One of the vital elements in making the project feasible are the state and federal historic tax credits Sage has qualified for, which will provide credits for a total of 50 percent of the eligible costs for the project: 30 percent from the state, and 20 percent federal. But even with the credits, converting the temple into a hotel won’t be easy.

The temple presents a number of physical restrictions that Sage had to work around in order to make the $62 million hotel feasible. The rooms will be narrower and longer than normal: 11.5 feet wide by 36 feet long.

There are 350 to 400 existing window openings that dictated the placement of the rooms; some rooms will have one window; corner rooms will have two.

“Nothing ever goes according to plan; that’s what makes it so exciting,” Coolidge said. “The steel bracing system is very complicated and it was quite an engineering feat.
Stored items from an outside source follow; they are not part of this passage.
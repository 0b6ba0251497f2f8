//! Disk guardian
//!
//! Watches usage of the video filesystem and evicts archived segments, oldest
//! first, once usage crosses the high-water mark or free space drops below the
//! floor. Eviction continues until usage is [`DiskPolicy::HYSTERESIS`] below
//! the mark and the floor is met again. Files under `current/` are never
//! touched.

use crate::recorder::SEGMENT_EXTENSION;
use crate::{DiskPolicy, RecorderError, VideoPaths};
use std::ffi::CString;
use std::fs;
use std::io;
use std::os::unix::ffi::OsStrExt;
use std::path::{Path, PathBuf};
use std::time::SystemTime;
use tracing::{debug, error, info, warn};
use worker::{WorkerError, WorkerSet};

const BYTES_PER_GB: f64 = 1024.0 * 1024.0 * 1024.0;

/// Filesystem usage in bytes
#[derive(Debug, Clone, Copy, PartialEq, Eq)]
pub struct DiskUsage {
    pub total: u64,
    pub used: u64,
    /// Available to unprivileged writers
    pub free: u64,
}

impl DiskUsage {
    pub fn used_fraction(&self) -> f64 {
        if self.total == 0 {
            return 0.0;
        }
        self.used as f64 / self.total as f64
    }

    pub fn free_gb(&self) -> f64 {
        self.free as f64 / BYTES_PER_GB
    }
}

/// Source of filesystem usage
pub trait UsageSource: Send {
    fn usage(&self, path: &Path) -> io::Result<DiskUsage>;
}

/// `statvfs(3)` usage source
pub struct StatvfsUsage;

impl UsageSource for StatvfsUsage {
    // Field widths differ between targets.
    #[allow(clippy::unnecessary_cast)]
    fn usage(&self, path: &Path) -> io::Result<DiskUsage> {
        let c_path = CString::new(path.as_os_str().as_bytes())
            .map_err(|e| io::Error::new(io::ErrorKind::InvalidInput, e))?;
        // SAFETY: statvfs is plain old data; zeroed is a valid initial value.
        let mut st: libc::statvfs = unsafe { std::mem::zeroed() };
        // SAFETY: c_path is NUL-terminated and st is a valid out-pointer.
        let ret = unsafe { libc::statvfs(c_path.as_ptr(), &mut st) };
        if ret != 0 {
            return Err(io::Error::last_os_error());
        }

        let frsize = st.f_frsize as u64;
        let total = st.f_blocks as u64 * frsize;
        let used = (st.f_blocks as u64).saturating_sub(st.f_bfree as u64) * frsize;
        let free = st.f_bavail as u64 * frsize;
        Ok(DiskUsage { total, used, free })
    }
}

/// Result of one eviction pass
#[derive(Debug, Clone, Default, PartialEq, Eq)]
pub struct CleanupReport {
    pub deleted: Vec<PathBuf>,
    pub bytes: u64,
}

/// Periodic usage check and eviction
pub struct DiskGuardian {
    policy: DiskPolicy,
    paths: VideoPaths,
    source: Box<dyn UsageSource>,
}

impl DiskGuardian {
    pub fn new(policy: DiskPolicy, paths: VideoPaths, source: Box<dyn UsageSource>) -> Self {
        Self {
            policy,
            paths,
            source,
        }
    }

    /// Usage is past the mark or free space is below the floor
    pub fn needs_cleanup(&self, usage: &DiskUsage) -> bool {
        usage.used_fraction() > self.policy.high_water_mark || usage.free_gb() < self.policy.min_free_gb
    }

    /// Usage is back inside the hysteresis band
    pub fn is_satisfied(&self, usage: &DiskUsage) -> bool {
        usage.used_fraction() <= self.policy.high_water_mark - DiskPolicy::HYSTERESIS
            && usage.free_gb() >= self.policy.min_free_gb
    }

    fn usage(&self) -> Result<DiskUsage, RecorderError> {
        Ok(self.source.usage(&self.paths.root)?)
    }

    /// Sample usage and evict if needed
    pub fn check(&self) -> Result<CleanupReport, RecorderError> {
        let usage = self.usage()?;
        debug!(
            "Disk usage {:.1}%, {:.1}GB free",
            usage.used_fraction() * 100.0,
            usage.free_gb()
        );
        if !self.needs_cleanup(&usage) {
            return Ok(CleanupReport::default());
        }
        warn!(
            "Disk usage high: {:.1}% used, {:.1}GB free",
            usage.used_fraction() * 100.0,
            usage.free_gb()
        );
        self.cleanup()
    }

    /// Archived segments, oldest modification time first
    pub fn archived_segments(&self) -> Result<Vec<(SystemTime, PathBuf)>, RecorderError> {
        let mut files = Vec::new();
        for entry in fs::read_dir(&self.paths.archive)? {
            let entry = entry?;
            let path = entry.path();
            if path.extension().and_then(|e| e.to_str()) != Some(SEGMENT_EXTENSION) {
                continue;
            }
            let meta = entry.metadata()?;
            if meta.is_file() {
                files.push((meta.modified()?, path));
            }
        }
        files.sort();
        Ok(files)
    }

    /// Delete oldest archived segments until usage is back in the band
    pub fn cleanup(&self) -> Result<CleanupReport, RecorderError> {
        let mut report = CleanupReport::default();
        for (_, path) in self.archived_segments()? {
            if self.is_satisfied(&self.usage()?) {
                break;
            }
            let size = fs::metadata(&path).map(|m| m.len()).unwrap_or(0);
            if let Err(e) = fs::remove_file(&path) {
                warn!("Could not delete {}: {}", path.display(), e);
                continue;
            }
            info!(
                "Deleted: {}",
                path.file_name().map(|n| n.to_string_lossy()).unwrap_or_default()
            );
            report.bytes += size;
            report.deleted.push(path);
        }

        if !report.deleted.is_empty() {
            info!(
                "Cleanup: deleted {} files ({:.1}MB)",
                report.deleted.len(),
                report.bytes as f64 / (1024.0 * 1024.0)
            );
        }
        Ok(report)
    }

    /// Check on the policy interval until the set is shut down
    pub fn spawn(self, workers: &mut WorkerSet) -> Result<(), WorkerError> {
        let interval = self.policy.check_interval();
        workers.spawn("disk-guardian", move |token| {
            while token.sleep(interval) {
                if let Err(e) = self.check() {
                    error!("Disk check failed: {}", e);
                }
            }
        })
    }
}

#[cfg(test)]
mod tests {
    use super::*;
    use proptest::prelude::*;
    use std::fs::File;
    use std::io::Write;
    use std::time::Duration;

    /// Usage derived from the bytes actually present in the video tree
    struct TreeUsage {
        total: u64,
        /// Used by everything outside the video tree
        baseline: u64,
        /// Each file byte counts as this many disk bytes
        scale: u64,
    }

    fn tree_bytes(dir: &Path) -> u64 {
        let mut sum = 0;
        for entry in fs::read_dir(dir).unwrap() {
            let entry = entry.unwrap();
            let meta = entry.metadata().unwrap();
            sum += if meta.is_dir() { tree_bytes(&entry.path()) } else { meta.len() };
        }
        sum
    }

    impl UsageSource for TreeUsage {
        fn usage(&self, path: &Path) -> io::Result<DiskUsage> {
            let used = self.baseline + tree_bytes(path) * self.scale;
            Ok(DiskUsage {
                total: self.total,
                used,
                free: self.total - used,
            })
        }
    }

    fn write_file(path: &Path, len: usize, age_secs: u64) {
        let mut file = File::create(path).unwrap();
        file.write_all(&vec![0u8; len]).unwrap();
        file.set_modified(SystemTime::now() - Duration::from_secs(age_secs))
            .unwrap();
    }

    fn setup() -> (tempfile::TempDir, VideoPaths) {
        let dir = tempfile::tempdir().unwrap();
        let paths = VideoPaths::under(dir.path());
        paths.create().unwrap();
        (dir, paths)
    }

    fn names(paths: &[PathBuf]) -> Vec<String> {
        paths
            .iter()
            .map(|p| p.file_name().unwrap().to_string_lossy().into_owned())
            .collect()
    }

    #[test]
    fn test_evicts_oldest_first_down_to_band() {
        let (_dir, paths) = setup();
        // 10 segments of 10 bytes, oldest is seg_00
        for i in 0..10 {
            write_file(&paths.archive.join(format!("seg_{:02}.h264", i)), 10, 1000 - i * 10);
        }
        // In-progress segment, older than everything
        write_file(&paths.current.join("live.h264"), 10, 5000);

        let source = TreeUsage {
            total: 200,
            baseline: 50,
            scale: 1,
        };
        let policy = DiskPolicy {
            high_water_mark: 0.75,
            min_free_gb: 0.0,
            ..Default::default()
        };
        let guardian = DiskGuardian::new(policy, paths.clone(), Box::new(source));

        // 160/200 = 0.80 > 0.75
        let report = guardian.check().unwrap();
        // Needs <= 0.70 = 140 bytes: two deletions
        assert_eq!(names(&report.deleted), vec!["seg_00.h264", "seg_01.h264"]);
        assert_eq!(report.bytes, 20);
        assert!(paths.current.join("live.h264").exists());

        let after = guardian.usage().unwrap();
        assert!(guardian.is_satisfied(&after));

        // Inside the band: nothing more to do
        assert!(guardian.check().unwrap().deleted.is_empty());
    }

    #[test]
    fn test_free_space_floor_triggers_cleanup() {
        let (_dir, paths) = setup();
        for i in 0..4 {
            write_file(&paths.archive.join(format!("seg_{}.h264", i)), 1, 100 - i * 10);
        }
        let gb = BYTES_PER_GB as u64;
        // Four 1-byte files each standing for 2 GB: 24 of 32 GB used, 8 GB free
        let source = TreeUsage {
            total: 32 * gb,
            baseline: 16 * gb,
            scale: 2 * gb,
        };
        let guardian = DiskGuardian::new(DiskPolicy::default(), paths, Box::new(source));

        let usage = guardian.usage().unwrap();
        assert!(usage.used_fraction() <= 0.75);
        assert!(guardian.needs_cleanup(&usage));

        let report = guardian.check().unwrap();
        assert_eq!(names(&report.deleted), vec!["seg_0.h264"]);
    }

    #[test]
    fn test_ignores_foreign_files() {
        let (_dir, paths) = setup();
        write_file(&paths.archive.join("notes.txt"), 50, 9000);
        write_file(&paths.archive.join("old.h264"), 50, 10);

        let source = TreeUsage {
            total: 100,
            baseline: 0,
            scale: 1,
        };
        let policy = DiskPolicy {
            min_free_gb: 0.0,
            ..Default::default()
        };
        let guardian = DiskGuardian::new(policy, paths.clone(), Box::new(source));
        let report = guardian.check().unwrap();
        assert_eq!(names(&report.deleted), vec!["old.h264"]);
        assert!(paths.archive.join("notes.txt").exists());
    }

    #[test]
    fn test_stops_when_archive_is_exhausted() {
        let (_dir, paths) = setup();
        write_file(&paths.archive.join("a.h264"), 1, 10);
        write_file(&paths.current.join("b.h264"), 1, 20);
        let source = TreeUsage {
            total: 100,
            baseline: 99,
            scale: 0,
        };
        let policy = DiskPolicy {
            min_free_gb: 0.0,
            ..Default::default()
        };
        let guardian = DiskGuardian::new(policy, paths.clone(), Box::new(source));
        let report = guardian.check().unwrap();
        assert_eq!(report.deleted.len(), 1);
        assert!(paths.current.join("b.h264").exists());
    }

    #[test]
    fn test_statvfs_usage() {
        let dir = tempfile::tempdir().unwrap();
        let usage = StatvfsUsage.usage(dir.path()).unwrap();
        assert!(usage.total > 0);
        assert!(usage.used <= usage.total);
        assert!(StatvfsUsage.usage(Path::new("/nonexistent/videos")).is_err());
    }

    #[test]
    fn test_usage_fraction() {
        let usage = DiskUsage {
            total: 0,
            used: 0,
            free: 0,
        };
        assert_eq!(usage.used_fraction(), 0.0);
    }

    proptest! {
        #[test]
        fn prop_satisfied_never_needs_cleanup(
            total in 1u64..1 << 40,
            used_permille in 0u64..=1000,
            mark in 0.1f64..0.95,
            min_free_gb in 0.0f64..20.0,
        ) {
            let used = total / 1000 * used_permille;
            let usage = DiskUsage {
                total,
                used,
                free: total - used,
            };
            let policy = DiskPolicy {
                high_water_mark: mark,
                min_free_gb,
                ..Default::default()
            };
            let source = TreeUsage {
                total,
                baseline: 0,
                scale: 0,
            };
            let guardian =
                DiskGuardian::new(policy, VideoPaths::under(Path::new("/nonexistent")), Box::new(source));
            if guardian.is_satisfied(&usage) {
                prop_assert!(!guardian.needs_cleanup(&usage));
            }
        }
    }
}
It’s a very important piece of the puzzle and it took a little longer than expected.”

It took crews more than four months to erect the steel supports, which were anchored to the ground by concrete pillars poured into the ground. And while all the interior work will remain unseen by the public, the steel outer supports will be on the building holding up the façade until February 2006, Coolidge said.

“The biggest activity that will be visible will be the exterior repair in spring 2006 and putting on the roof and the penthouse area,” he said.